Nr. 184 Ministerrat, Wien, 12. Oktober 1849 - Retrodigitalisat (PDF)
- RS.Reinschrift; P.Protokoll Marherr; VS.Vorsitz Schwarzenberg; anw.anwesend Krauß, Bach, Gyulai, Schmerling, Bruck, Thinnfeld, Thun, Kulmer; BdE.Bestätigung der Einsicht (Schwarzenberg 13. 10.), Krauß 15.10., Bach 15.10., Gyulai, Schmerling 15.10., Bruck, Thinnfeld 15.10., Thun, Kulmer 15.10.; abw.abwesend Stadion.
MRZ. 3649 – KZ. 3166 –
Protokoll der Sitzung des Ministerrates gehalten zu Wien am 12. Oktober 1849 unter dem Vorsitze des Ministerpäsidenten, Ministers des Äußern und des Hauses, FML. Fürsten v. Schwarzenberg.
[I.] Organisierung der Verwaltung in Ungarn
Gegenstand der Beratung war der vom Minister des Inneren vorgelesene neue Entwurf des Sr.
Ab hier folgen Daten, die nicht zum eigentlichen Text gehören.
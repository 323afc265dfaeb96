//! 引用提取：从工具调用结果生成按出现顺序编号的来源列表
//!
//! 只扫描状态为 output-available 且带输出的工具部件；输出中取 `results`
//! 字段（缺失时退回 `search_results`）。无 url 的条目不可深链，直接跳过且
//! 不占用编号。每次提取从 "1" 重新编号，不跨消息累积，也不去重相同 url。

use serde::Serialize;
use serde_json::Value;

use crate::message::{MessagePart, ToolCallState};

/// 描述截断长度（字符）
const DESCRIPTION_CHARS: usize = 200;
/// 标题缺失时的回退标签
const FALLBACK_TITLE: &str = "Source";

/// 单条引用：编号从 "1" 起，与正文中的 [n] 标记对应
#[derive(Clone, Debug, PartialEq, Serialize)]
pub struct Citation {
    pub number: String,
    pub title: String,
    pub url: String,
    #[serde(skip_serializing_if = "Option::is_none")]
    pub description: Option<String>,
}

/// 按部件顺序提取引用；同一输入重复调用结果相同（无内部状态）
pub fn extract_citations(parts: &[MessagePart]) -> Vec<Citation> {
    let mut citations = Vec::new();
    let mut index: usize = 1;

    for part in parts {
        let output = match part {
            MessagePart::Tool {
                state: ToolCallState::OutputAvailable,
                output: Some(output),
                ..
            } => output,
            _ => continue,
        };

        for entry in result_entries(output) {
            let url = entry
                .get("url")
                .and_then(Value::as_str)
                .unwrap_or_default();
            if url.is_empty() {
                continue;
            }
            let title = entry
                .get("title")
                .and_then(Value::as_str)
                .filter(|s| !s.is_empty())
                .unwrap_or(FALLBACK_TITLE);
            let description = entry
                .get("content")
                .and_then(Value::as_str)
                .map(|c| c.chars().take(DESCRIPTION_CHARS).collect());
            citations.push(Citation {
                number: index.to_string(),
                title: title.to_string(),
                url: url.to_string(),
                description,
            });
            index += 1;
        }
    }

    citations
}

/// 输出中的结果条目：`results` 优先，其次 `search_results`
fn result_entries(output: &Value) -> &[Value] {
    output
        .get("results")
        .or_else(|| output.get("search_results"))
        .and_then(Value::as_array)
        .map(Vec::as_slice)
        .unwrap_or_default()
}

#[cfg(test)]
mod tests {
    use super::*;
    use serde_json::json;

    fn tool_part(output: Value) -> MessagePart {
        MessagePart::Tool {
            tool: "webSearch".to_string(),
            state: ToolCallState::OutputAvailable,
            input: json!({}),
            output: Some(output),
            error: None,
        }
    }

    #[test]
    fn test_numbering_across_parts_with_fallback_title() {
        // 三条带 url 的结果分布在两个工具部件中，B 缺标题；
        // 另有一条无 url 的结果不应占用编号
        let parts = vec![
            tool_part(json!({"results": [
                {"title": "A", "url": "https://a.example", "content": "alpha"},
                {"url": "https://b.example"},
            ]})),
            MessagePart::Text {
                text: "interleaved".to_string(),
            },
            tool_part(json!({"results": [
                {"title": "NoUrl", "content": "dropped"},
                {"title": "C", "url": "https://c.example"},
            ]})),
        ];

        let citations = extract_citations(&parts);
        assert_eq!(citations.len(), 3);
        assert_eq!(citations[0].number, "1");
        assert_eq!(citations[1].number, "2");
        assert_eq!(citations[1].title, "Source");
        assert_eq!(citations[2].number, "3");
        assert_eq!(citations[2].url, "https://c.example");
    }

    #[test]
    fn test_results_takes_precedence_over_search_results() {
        let parts = vec![tool_part(json!({
            "results": [{"title": "R", "url": "https://r.example"}],
            "search_results": [{"title": "S", "url": "https://s.example"}],
        }))];
        let citations = extract_citations(&parts);
        assert_eq!(citations.len(), 1);
        assert_eq!(citations[0].title, "R");
    }

    #[test]
    fn test_search_results_fallback() {
        let parts = vec![tool_part(json!({
            "search_results": [{"title": "S", "url": "https://s.example"}],
        }))];
        let citations = extract_citations(&parts);
        assert_eq!(citations.len(), 1);
        assert_eq!(citations[0].title, "S");
    }

    #[test]
    fn test_description_truncated_to_200_chars() {
        let long = "x".repeat(500);
        let parts = vec![tool_part(json!({"results": [
            {"title": "T", "url": "https://t.example", "content": long},
        ]}))];
        let citations = extract_citations(&parts);
        assert_eq!(citations[0].description.as_ref().unwrap().chars().count(), 200);
    }

    #[test]
    fn test_absent_content_gives_absent_description() {
        let parts = vec![tool_part(json!({"results": [
            {"title": "T", "url": "https://t.example"},
        ]}))];
        let citations = extract_citations(&parts);
        assert!(citations[0].description.is_none());
    }

    #[test]
    fn test_duplicate_urls_not_deduplicated() {
        let parts = vec![tool_part(json!({"results": [
            {"title": "T1", "url": "https://same.example"},
            {"title": "T2", "url": "https://same.example"},
        ]}))];
        let citations = extract_citations(&parts);
        assert_eq!(citations.len(), 2);
        assert_eq!(citations[0].number, "1");
        assert_eq!(citations[1].number, "2");
    }

    #[test]
    fn test_incomplete_or_failed_tool_parts_skipped() {
        let parts = vec![
            MessagePart::Tool {
                tool: "webSearch".to_string(),
                state: ToolCallState::InputAvailable,
                input: json!({}),
                output: Some(json!({"results": [{"url": "https://x.example"}]})),
                error: None,
            },
            MessagePart::Tool {
                tool: "webSearch".to_string(),
                state: ToolCallState::OutputError,
                input: json!({}),
                output: None,
                error: Some("boom".to_string()),
            },
        ];
        assert!(extract_citations(&parts).is_empty());
    }

    #[test]
    fn test_idempotent() {
        let parts = vec![tool_part(json!({"results": [
            {"title": "A", "url": "https://a.example", "content": "alpha"},
        ]}))];
        let first = extract_citations(&parts);
        let second = extract_citations(&parts);
        assert_eq!(first, second);
    }
}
Majestät vom Ministerrate zu erstattenden Vortrages über die Organisierung der Verwaltung in Ungern1.
Derselbe wurde nach Vornahme einiger Modifikationen in der Textierung mit dem Vorbehalte der definitiven Redaktion nach einigen bei der Lesung vorgebrachten Bemerkungen von der Mehrheit des Ministerrates angenommen. Eine wesentliche Differenz ergab sich nur in betreff des 4., 6., 7., 8. und 9. Absatzes des Vortrages, worin wegen der Territorialfrage Ungerns auf die Reichsverfassung gewiesen2, die Entscheidung der Kronlandsfrage dem Zeitpunkte der vollkommen hergestellten Ruhe und Ordnung vorbehalten, die ehemalige Landesverfassung Ungerns als aufgehoben erklärt und die Entwerfung eines neuen Verfassungsstatuts vom Ministerium mit dem Beirate von Vertrauensmännern aus allen Teilen des Landes in Aussicht gestellt wird. Der Finanzminister glaubte nämlich, die Hinweglassung dieser Absätze beantragen zu müssen, weil es ihm nicht angemessen erschien, bei dem gegenwärtigen Anlasse, wo es sich bloß um eine noch dazu vorübergehende administrative Einrichtung handelt, in so wichtige staatsrechtliche Fragen, wie die dort berührten sind, sich einzulassen, welche mit der für jetzt beabsichtigten administrativen Maßregel in keinem notwendigen Zusammenhange stehen. Weil diese Fragen ihre Lösung ohnehin finden werden, sobald zur Beratung über die Verfassung selbst geschritten wird, ein vorzeitiges Eingehen aber der Regierung die Hände binden würde und weil, was insbesondre die Kronlandsfrage betrifft, nach der angenommenen Textierung dieselbe auf einen, wie auch der Minister v. Thinnfeld bemerkte, gar zu unbestimmten Zeitraum hinausgeschoben wird, was leicht zu Mißdeutungen und Besorgnissen Anlaß geben könnte.
Dagegen beharrte der Minister des Inneren und mit ihm die mehreren Stimmen auf der Beibehaltung der besprochenen Absätze, weil es angemessen und notwendig erscheint, daß die Regierung klar und offen sich über ihre Grundsätze und Absichten ausspreche, weil ferner die Absätze 4., 6., und 7. unbestreitbare Tatsachen anführen,|| S. 750 PDF || deren Berufung den Gang rechtfertigt, welchen die Regierung in Ansehung der sukzessiven Ordnung der Verhältnisse Ungerns einzuschlagen gedenkt3.
Wien, am 13. Oktober 1849. Schwarzenberg.
Ah. E. Ich habe den Inhalt dieses Protokolles zur Kenntnis genommen. Franz Joseph. Schönbrunn, den 20. Oktober 1849.